YOUR ASSIGNMENT –
Count how many lines in the following data hold the word "bulkStatuses". Your answer is the number and nothing else.

MATERIAL TO PROCESS –

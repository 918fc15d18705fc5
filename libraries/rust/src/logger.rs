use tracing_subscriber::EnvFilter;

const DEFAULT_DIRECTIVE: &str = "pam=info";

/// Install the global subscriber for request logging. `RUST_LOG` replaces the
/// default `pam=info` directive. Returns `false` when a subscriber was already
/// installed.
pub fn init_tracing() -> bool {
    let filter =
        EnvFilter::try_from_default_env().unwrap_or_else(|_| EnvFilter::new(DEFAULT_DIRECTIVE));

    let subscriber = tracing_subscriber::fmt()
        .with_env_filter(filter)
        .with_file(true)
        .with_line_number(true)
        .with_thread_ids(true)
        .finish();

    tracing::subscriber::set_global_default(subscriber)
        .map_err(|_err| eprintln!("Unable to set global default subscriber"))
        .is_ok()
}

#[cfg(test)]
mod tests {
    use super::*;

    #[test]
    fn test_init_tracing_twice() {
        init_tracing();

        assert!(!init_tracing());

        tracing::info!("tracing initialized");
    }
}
---
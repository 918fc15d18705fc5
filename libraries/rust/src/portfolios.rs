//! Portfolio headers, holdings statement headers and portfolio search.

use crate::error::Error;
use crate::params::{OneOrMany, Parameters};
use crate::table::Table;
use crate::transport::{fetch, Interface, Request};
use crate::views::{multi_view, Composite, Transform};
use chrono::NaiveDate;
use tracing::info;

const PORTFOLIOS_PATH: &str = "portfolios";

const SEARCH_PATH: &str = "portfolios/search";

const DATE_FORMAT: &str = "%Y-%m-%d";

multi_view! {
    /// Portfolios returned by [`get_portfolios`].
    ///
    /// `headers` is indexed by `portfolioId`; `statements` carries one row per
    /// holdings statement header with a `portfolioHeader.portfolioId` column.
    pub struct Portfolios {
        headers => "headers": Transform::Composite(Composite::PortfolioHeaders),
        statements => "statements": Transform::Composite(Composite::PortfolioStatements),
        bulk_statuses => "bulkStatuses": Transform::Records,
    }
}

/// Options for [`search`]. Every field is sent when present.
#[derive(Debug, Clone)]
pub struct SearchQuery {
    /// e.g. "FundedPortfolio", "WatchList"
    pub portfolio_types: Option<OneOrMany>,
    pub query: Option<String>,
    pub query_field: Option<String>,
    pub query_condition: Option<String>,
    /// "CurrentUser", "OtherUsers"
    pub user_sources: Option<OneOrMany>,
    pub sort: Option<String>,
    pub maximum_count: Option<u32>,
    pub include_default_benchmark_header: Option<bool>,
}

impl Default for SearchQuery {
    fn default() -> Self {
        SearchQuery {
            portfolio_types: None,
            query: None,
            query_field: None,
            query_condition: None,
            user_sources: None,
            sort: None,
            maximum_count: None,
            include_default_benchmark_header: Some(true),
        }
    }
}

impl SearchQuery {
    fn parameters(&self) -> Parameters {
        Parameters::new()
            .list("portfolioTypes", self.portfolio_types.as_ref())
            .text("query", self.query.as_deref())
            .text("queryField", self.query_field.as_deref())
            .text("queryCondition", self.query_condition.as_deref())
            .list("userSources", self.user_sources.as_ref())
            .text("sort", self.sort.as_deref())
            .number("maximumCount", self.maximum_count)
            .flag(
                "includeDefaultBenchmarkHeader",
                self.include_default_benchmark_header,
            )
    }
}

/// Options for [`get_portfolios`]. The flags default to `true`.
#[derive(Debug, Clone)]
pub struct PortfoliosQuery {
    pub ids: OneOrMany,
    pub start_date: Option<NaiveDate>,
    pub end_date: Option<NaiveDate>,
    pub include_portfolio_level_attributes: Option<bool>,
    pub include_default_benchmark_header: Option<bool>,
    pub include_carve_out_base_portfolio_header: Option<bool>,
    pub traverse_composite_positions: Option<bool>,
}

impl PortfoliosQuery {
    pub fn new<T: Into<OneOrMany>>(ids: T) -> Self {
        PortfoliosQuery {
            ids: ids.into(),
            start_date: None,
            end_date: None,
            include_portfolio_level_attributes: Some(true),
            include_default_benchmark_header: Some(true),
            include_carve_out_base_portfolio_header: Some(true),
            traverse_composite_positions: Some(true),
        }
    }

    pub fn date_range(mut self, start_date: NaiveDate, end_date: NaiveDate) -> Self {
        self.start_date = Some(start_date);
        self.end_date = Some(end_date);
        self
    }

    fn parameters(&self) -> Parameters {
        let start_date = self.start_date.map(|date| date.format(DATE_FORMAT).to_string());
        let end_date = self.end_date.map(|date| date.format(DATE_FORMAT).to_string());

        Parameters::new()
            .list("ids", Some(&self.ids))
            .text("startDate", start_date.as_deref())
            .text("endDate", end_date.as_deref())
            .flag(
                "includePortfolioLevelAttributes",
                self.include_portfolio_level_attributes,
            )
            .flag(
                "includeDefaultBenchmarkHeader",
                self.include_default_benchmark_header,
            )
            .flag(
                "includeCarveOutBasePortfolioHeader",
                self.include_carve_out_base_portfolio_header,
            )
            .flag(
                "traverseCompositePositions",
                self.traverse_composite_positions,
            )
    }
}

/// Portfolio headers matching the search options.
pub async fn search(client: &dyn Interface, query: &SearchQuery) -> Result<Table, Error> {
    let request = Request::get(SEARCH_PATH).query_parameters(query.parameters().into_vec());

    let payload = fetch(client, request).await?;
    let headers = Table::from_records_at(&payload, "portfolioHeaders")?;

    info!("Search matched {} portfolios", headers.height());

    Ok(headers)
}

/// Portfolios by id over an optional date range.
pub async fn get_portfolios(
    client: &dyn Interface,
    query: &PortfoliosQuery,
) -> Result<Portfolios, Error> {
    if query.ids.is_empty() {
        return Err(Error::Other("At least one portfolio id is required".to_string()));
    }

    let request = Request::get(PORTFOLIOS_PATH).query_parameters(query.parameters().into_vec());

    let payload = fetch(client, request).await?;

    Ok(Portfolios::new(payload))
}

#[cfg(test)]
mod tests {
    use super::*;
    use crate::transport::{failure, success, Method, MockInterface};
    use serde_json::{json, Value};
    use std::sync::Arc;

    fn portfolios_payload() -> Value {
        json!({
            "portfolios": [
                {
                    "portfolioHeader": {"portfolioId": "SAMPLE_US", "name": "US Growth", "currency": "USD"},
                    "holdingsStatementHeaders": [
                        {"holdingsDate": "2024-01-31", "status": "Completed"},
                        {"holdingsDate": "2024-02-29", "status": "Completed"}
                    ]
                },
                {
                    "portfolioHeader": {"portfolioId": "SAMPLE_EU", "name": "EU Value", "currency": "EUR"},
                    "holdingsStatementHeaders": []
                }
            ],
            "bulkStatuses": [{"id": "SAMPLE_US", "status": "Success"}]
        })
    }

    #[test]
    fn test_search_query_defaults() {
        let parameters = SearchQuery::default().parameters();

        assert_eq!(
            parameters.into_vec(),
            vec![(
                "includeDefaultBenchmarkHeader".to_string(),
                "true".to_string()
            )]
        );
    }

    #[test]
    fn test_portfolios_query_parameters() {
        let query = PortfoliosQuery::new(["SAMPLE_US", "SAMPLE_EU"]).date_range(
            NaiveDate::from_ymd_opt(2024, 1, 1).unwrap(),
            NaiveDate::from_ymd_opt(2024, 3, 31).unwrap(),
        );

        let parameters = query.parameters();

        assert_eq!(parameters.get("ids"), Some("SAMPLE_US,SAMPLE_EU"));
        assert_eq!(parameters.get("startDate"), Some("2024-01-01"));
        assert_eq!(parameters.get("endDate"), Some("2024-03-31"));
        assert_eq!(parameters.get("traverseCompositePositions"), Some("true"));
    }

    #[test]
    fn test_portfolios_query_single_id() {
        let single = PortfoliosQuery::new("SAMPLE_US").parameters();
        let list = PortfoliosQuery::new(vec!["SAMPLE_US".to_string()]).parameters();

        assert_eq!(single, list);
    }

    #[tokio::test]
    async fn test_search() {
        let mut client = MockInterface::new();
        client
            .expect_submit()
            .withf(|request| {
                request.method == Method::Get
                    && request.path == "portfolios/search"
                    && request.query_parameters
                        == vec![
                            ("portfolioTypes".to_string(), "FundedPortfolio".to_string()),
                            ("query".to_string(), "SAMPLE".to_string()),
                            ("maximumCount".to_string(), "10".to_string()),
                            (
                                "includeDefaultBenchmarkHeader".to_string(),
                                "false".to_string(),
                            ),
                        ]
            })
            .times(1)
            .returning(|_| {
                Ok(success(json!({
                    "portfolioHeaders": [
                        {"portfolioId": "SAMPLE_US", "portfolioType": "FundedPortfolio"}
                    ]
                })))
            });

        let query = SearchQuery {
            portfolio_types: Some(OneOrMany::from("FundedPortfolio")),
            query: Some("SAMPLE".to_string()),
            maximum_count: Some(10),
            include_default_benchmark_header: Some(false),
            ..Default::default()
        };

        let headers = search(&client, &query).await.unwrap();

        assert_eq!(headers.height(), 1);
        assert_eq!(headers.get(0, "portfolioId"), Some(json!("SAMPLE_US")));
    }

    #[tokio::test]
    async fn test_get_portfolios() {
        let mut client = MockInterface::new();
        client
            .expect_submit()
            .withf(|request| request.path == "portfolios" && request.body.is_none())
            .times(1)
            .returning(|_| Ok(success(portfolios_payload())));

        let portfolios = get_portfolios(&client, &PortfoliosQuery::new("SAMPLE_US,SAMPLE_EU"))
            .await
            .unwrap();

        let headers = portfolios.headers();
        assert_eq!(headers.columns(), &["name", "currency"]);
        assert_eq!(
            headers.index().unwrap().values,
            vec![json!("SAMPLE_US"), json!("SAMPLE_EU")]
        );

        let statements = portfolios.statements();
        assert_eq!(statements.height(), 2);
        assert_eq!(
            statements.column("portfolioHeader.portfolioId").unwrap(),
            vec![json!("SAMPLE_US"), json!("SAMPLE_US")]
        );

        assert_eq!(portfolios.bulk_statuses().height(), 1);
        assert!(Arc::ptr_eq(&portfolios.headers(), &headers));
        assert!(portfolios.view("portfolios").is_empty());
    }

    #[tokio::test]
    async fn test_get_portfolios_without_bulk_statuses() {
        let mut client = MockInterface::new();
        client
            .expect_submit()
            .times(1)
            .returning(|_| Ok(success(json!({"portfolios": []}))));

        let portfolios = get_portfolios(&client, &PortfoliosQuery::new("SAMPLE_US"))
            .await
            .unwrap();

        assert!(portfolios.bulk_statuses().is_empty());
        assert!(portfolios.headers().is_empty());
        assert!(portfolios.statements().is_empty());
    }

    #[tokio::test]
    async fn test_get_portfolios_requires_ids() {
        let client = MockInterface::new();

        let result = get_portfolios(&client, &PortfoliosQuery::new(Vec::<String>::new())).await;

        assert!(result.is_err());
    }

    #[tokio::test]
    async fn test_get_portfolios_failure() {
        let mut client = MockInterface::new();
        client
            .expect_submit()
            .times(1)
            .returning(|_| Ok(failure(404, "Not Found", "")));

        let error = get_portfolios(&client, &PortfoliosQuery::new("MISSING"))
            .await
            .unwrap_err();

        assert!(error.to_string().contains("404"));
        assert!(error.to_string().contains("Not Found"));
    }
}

TASK OUTPUT –
2